Include in the output exactly the lines from the opening of the data through the line containing "has no registered", and nothing more.

# Data extract:
--------------------------------------------------
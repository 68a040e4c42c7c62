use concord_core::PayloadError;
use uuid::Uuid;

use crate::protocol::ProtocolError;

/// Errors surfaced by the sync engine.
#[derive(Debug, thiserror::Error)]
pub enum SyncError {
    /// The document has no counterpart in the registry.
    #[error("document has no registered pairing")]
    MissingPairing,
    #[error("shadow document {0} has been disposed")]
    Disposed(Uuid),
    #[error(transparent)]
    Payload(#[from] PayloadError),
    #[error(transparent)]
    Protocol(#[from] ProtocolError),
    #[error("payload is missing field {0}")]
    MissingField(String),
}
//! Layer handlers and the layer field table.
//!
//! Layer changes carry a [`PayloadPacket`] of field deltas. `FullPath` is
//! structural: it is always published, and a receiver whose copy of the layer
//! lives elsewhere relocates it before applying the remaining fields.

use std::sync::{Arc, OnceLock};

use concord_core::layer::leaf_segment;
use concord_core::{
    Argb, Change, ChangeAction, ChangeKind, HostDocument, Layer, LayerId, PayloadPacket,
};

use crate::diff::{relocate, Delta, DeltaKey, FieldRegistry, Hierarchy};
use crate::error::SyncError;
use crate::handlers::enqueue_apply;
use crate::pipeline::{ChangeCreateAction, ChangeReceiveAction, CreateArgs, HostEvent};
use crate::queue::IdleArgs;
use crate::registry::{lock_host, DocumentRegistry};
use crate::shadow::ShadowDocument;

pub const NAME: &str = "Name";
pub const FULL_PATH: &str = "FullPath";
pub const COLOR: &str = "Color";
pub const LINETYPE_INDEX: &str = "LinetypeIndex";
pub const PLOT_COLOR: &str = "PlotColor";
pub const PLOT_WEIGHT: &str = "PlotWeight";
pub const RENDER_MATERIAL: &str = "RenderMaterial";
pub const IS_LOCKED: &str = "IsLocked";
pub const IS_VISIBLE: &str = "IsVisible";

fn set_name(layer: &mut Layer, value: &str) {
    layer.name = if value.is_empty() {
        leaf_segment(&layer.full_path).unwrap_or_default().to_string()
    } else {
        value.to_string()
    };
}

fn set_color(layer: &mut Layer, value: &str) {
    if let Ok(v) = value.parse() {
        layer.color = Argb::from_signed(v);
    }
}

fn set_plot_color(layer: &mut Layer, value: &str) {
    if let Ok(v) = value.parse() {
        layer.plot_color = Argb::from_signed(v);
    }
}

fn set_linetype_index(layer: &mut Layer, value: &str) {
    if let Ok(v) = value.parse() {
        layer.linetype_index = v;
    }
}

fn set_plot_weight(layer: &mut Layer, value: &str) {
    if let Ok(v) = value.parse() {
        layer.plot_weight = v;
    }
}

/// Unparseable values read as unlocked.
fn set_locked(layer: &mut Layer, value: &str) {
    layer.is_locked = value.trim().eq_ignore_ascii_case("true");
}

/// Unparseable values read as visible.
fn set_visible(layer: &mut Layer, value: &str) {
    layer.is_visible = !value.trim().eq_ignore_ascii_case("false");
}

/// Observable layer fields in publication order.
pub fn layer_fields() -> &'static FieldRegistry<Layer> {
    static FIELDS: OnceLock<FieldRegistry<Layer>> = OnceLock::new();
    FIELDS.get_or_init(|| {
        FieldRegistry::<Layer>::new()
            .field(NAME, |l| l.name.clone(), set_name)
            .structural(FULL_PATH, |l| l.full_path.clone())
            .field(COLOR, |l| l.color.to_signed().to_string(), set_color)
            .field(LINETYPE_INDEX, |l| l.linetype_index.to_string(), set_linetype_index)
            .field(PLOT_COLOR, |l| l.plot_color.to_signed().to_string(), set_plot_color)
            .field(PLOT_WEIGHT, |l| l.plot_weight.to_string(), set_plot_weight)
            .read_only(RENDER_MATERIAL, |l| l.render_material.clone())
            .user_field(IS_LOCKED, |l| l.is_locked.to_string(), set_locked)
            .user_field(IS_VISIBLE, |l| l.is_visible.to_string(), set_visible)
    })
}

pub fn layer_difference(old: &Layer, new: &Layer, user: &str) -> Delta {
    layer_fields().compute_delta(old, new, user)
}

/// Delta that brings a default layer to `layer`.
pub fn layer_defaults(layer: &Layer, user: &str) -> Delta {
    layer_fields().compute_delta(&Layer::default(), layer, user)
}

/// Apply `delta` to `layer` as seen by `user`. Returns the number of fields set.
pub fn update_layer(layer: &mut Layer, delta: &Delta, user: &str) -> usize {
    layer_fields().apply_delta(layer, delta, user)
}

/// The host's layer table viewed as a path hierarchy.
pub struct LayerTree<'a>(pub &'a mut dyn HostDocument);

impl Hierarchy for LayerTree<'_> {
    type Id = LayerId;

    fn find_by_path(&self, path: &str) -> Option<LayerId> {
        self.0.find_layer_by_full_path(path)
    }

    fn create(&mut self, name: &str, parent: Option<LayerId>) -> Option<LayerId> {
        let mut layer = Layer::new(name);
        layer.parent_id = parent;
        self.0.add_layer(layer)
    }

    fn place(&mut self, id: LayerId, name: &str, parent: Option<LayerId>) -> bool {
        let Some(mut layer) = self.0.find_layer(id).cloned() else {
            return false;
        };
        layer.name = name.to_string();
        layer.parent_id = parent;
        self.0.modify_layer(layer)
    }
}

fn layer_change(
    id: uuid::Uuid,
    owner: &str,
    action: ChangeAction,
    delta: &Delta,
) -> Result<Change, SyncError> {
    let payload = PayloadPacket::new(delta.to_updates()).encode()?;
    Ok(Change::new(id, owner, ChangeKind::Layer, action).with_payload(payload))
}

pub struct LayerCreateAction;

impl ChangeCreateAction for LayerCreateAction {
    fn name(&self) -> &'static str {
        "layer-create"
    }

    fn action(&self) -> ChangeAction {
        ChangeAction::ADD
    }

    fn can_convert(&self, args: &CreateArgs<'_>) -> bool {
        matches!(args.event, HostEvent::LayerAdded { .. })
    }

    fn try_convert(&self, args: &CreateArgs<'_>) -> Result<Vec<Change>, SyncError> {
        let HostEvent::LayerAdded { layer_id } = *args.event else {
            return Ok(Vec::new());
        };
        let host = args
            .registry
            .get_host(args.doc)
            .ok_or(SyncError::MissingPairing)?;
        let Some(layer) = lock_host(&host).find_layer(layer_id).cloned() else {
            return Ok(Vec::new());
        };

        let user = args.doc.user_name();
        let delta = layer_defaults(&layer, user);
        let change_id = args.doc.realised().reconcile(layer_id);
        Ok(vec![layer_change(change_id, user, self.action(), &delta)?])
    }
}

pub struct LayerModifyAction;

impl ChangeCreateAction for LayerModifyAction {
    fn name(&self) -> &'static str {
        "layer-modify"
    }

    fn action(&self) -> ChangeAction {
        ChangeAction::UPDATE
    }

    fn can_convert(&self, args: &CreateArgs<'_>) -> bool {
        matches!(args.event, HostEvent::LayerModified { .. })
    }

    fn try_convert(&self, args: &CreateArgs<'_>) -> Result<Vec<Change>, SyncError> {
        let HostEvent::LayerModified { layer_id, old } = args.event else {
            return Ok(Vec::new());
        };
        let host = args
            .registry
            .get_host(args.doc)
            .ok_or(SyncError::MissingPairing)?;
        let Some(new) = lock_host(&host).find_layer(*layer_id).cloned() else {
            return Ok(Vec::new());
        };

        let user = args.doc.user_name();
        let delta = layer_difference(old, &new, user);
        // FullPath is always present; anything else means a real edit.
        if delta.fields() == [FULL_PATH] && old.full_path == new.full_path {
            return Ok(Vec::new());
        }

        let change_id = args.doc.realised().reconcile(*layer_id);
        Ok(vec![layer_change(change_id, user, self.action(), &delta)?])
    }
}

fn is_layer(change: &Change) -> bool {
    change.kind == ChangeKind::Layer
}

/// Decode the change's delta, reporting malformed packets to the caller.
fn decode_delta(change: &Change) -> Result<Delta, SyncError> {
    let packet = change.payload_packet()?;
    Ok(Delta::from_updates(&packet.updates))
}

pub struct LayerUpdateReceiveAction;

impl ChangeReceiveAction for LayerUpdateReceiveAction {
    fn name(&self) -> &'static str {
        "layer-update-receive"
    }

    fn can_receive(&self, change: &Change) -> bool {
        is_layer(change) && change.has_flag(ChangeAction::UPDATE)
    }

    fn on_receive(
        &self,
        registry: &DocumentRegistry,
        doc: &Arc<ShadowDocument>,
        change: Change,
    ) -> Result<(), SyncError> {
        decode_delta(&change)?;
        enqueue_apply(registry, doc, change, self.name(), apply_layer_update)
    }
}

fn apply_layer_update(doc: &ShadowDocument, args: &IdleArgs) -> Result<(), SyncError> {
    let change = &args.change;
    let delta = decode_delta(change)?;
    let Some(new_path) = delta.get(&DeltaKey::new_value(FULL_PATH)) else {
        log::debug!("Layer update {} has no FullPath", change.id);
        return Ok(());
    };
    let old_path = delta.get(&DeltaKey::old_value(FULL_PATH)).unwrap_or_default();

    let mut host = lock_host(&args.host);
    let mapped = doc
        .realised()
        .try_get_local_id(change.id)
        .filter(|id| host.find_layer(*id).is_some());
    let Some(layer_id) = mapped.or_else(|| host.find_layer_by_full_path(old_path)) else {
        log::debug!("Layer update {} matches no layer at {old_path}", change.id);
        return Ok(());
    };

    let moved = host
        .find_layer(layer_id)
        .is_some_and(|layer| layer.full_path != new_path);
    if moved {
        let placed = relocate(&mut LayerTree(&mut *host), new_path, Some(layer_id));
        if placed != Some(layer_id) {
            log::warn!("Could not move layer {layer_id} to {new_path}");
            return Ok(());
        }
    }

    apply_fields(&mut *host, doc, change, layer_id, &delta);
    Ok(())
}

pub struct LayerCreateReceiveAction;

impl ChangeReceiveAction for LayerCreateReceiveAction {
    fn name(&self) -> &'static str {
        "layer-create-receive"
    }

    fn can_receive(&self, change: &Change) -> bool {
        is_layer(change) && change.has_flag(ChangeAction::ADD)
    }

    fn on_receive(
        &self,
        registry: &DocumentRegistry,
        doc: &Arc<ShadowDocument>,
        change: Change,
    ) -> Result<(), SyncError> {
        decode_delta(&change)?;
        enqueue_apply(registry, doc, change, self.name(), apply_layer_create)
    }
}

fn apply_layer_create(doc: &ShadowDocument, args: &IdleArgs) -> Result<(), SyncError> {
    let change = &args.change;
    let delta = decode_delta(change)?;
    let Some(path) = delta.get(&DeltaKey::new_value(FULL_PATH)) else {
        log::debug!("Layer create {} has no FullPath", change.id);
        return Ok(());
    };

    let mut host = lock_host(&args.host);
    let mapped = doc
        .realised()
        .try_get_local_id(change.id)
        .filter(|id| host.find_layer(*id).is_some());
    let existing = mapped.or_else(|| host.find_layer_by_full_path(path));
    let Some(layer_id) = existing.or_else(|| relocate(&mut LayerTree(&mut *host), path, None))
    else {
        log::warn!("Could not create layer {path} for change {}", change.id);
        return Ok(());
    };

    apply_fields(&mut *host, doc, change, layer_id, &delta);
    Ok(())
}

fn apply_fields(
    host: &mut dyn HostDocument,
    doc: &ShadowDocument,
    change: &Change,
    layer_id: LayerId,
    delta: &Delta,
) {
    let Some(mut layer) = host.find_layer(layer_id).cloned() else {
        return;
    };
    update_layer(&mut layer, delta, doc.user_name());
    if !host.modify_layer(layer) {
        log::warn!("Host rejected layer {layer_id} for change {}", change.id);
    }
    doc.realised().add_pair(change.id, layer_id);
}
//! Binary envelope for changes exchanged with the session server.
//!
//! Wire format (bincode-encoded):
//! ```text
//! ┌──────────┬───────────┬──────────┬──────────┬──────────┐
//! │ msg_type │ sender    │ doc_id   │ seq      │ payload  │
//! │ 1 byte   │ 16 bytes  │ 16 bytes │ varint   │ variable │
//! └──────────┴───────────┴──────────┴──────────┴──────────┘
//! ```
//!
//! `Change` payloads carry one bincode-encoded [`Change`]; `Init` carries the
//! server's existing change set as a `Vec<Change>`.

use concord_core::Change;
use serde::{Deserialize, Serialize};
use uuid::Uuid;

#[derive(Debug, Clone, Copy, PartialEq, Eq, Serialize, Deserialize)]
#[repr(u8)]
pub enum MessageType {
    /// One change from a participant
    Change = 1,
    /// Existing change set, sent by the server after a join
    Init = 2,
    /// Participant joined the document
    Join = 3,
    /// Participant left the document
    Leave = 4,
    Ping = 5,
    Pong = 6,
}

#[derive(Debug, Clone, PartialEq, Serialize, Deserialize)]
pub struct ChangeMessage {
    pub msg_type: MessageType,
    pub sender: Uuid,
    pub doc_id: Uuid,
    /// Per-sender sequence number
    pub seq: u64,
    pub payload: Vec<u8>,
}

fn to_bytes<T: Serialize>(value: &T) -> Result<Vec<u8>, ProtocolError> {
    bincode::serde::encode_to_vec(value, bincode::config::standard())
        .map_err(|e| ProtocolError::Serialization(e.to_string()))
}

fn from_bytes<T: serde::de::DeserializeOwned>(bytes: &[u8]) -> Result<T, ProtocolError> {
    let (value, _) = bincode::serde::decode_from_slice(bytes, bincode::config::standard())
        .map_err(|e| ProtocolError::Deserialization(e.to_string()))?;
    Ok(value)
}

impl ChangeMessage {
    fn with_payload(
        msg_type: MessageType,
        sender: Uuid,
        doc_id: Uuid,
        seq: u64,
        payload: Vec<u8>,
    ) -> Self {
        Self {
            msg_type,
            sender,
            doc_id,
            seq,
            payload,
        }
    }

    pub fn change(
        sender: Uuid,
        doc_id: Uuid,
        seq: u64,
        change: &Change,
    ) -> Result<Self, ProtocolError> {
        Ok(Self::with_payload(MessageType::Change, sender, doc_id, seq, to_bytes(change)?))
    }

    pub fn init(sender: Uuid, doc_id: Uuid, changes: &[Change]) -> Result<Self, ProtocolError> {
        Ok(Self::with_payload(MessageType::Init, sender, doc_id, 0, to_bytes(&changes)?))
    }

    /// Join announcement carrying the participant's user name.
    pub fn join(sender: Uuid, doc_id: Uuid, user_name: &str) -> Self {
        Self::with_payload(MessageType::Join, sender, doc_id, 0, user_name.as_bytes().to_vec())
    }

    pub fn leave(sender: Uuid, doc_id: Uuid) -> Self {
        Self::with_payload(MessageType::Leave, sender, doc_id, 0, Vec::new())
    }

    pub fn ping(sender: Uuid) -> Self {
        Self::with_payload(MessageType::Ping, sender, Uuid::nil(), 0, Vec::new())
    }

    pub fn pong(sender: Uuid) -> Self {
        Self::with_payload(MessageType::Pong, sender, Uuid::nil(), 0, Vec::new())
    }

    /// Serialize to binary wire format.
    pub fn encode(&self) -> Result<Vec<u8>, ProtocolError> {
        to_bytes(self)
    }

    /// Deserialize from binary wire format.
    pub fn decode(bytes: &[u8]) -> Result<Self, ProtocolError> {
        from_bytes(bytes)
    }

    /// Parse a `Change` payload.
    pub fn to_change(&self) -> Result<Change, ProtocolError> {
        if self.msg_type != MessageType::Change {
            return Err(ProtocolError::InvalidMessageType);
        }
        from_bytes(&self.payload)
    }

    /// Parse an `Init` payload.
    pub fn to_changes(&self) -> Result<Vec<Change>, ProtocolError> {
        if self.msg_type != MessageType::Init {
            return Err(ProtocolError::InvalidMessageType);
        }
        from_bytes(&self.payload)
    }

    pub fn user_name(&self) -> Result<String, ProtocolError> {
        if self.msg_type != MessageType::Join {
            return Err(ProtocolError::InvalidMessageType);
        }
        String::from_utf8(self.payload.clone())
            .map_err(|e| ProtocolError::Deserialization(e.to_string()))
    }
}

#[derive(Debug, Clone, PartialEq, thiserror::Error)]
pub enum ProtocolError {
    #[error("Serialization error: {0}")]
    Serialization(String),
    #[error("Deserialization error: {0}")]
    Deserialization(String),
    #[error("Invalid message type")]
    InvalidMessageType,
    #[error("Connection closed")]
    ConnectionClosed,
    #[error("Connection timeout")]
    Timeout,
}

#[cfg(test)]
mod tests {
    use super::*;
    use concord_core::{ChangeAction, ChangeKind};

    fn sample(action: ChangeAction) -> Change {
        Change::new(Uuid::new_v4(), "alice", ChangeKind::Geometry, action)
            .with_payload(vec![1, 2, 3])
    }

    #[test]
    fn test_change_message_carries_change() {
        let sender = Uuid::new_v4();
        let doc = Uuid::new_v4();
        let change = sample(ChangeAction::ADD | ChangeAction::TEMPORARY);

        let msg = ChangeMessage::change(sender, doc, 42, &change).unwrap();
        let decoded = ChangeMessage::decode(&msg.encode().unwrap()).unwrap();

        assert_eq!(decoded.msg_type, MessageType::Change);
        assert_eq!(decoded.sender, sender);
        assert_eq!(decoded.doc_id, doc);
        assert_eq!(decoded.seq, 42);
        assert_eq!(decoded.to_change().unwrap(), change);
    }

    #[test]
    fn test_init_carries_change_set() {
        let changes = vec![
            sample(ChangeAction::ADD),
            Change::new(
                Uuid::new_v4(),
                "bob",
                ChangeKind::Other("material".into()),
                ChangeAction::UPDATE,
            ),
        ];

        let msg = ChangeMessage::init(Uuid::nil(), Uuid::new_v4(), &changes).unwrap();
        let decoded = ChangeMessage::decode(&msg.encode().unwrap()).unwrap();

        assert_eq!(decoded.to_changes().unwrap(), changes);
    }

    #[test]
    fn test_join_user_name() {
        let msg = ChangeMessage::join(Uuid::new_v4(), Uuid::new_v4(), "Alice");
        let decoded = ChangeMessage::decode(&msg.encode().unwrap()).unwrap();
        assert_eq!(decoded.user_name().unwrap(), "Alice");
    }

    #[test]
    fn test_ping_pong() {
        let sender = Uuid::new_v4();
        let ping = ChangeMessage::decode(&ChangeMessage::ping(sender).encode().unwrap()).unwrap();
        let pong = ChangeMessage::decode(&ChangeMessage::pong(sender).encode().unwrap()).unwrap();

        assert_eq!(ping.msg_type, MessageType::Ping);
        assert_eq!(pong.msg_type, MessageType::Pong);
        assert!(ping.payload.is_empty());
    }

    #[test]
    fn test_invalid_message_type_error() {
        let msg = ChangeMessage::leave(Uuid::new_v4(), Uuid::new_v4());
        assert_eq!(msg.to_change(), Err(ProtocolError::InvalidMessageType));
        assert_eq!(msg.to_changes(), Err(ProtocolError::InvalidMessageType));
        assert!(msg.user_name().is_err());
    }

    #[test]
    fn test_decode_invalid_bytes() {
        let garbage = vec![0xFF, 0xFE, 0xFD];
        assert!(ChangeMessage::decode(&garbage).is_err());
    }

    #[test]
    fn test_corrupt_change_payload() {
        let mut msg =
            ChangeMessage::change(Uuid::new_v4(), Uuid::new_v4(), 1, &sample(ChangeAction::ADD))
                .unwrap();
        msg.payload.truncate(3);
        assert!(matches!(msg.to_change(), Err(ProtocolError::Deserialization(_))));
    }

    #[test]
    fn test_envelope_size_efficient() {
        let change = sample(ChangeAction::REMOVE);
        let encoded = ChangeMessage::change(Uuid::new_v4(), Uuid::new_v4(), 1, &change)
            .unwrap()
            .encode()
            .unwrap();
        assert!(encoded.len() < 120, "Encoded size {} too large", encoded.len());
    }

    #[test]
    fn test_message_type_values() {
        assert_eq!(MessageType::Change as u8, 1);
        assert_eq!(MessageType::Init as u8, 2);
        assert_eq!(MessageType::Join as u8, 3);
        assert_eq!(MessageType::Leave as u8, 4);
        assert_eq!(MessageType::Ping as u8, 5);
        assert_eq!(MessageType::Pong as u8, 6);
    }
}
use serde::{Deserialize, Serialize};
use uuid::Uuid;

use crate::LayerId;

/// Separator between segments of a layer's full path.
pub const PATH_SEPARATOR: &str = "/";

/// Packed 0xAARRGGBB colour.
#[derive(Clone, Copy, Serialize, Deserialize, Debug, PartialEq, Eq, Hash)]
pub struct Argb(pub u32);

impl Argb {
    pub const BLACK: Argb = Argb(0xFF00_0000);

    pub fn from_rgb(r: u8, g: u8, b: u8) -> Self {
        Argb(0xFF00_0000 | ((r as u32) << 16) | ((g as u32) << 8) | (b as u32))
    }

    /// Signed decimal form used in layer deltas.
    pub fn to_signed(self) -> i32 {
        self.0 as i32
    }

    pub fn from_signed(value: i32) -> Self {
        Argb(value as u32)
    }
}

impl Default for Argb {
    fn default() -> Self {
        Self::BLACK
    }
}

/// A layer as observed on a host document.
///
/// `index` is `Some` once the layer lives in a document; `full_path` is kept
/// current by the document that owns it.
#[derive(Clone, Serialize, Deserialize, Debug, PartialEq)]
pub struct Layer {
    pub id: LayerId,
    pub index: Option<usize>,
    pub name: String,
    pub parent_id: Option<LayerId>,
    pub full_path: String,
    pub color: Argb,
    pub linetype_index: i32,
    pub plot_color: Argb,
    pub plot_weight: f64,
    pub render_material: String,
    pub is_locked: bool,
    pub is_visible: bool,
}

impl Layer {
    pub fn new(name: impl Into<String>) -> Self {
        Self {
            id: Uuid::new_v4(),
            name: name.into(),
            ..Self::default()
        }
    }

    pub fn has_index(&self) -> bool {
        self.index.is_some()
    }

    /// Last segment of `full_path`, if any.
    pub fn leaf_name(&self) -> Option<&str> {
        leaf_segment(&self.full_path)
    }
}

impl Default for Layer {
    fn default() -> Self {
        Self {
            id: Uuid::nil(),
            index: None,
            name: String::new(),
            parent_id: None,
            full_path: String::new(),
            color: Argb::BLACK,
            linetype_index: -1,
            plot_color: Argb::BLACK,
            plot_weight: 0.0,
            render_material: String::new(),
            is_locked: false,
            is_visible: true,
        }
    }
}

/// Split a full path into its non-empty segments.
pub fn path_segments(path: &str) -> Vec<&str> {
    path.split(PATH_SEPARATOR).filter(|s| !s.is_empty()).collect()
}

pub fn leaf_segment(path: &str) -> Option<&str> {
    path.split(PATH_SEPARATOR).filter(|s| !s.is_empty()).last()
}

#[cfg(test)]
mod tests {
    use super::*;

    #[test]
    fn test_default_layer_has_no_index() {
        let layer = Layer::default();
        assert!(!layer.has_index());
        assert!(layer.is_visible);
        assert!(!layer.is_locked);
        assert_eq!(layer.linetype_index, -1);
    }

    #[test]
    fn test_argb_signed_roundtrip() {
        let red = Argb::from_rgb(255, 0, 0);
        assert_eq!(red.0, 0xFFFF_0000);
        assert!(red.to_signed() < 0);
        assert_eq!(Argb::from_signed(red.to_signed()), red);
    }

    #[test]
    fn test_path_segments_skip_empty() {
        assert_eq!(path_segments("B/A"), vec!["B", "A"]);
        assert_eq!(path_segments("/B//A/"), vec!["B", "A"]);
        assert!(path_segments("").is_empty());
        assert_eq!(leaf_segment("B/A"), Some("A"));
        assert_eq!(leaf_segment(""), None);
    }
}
--------------------------------------------------
# Reply to the exercise:
repository 68a040e4c42c7c62
use concord_core::PayloadError;
use uuid::Uuid;

use crate::protocol::ProtocolError;

/// Errors surfaced by the sync engine.
#[derive(Debug, thiserror::Error)]
pub enum SyncError {
    /// The document has no counterpart in the registry.
    #[error("document has no registered pairing")]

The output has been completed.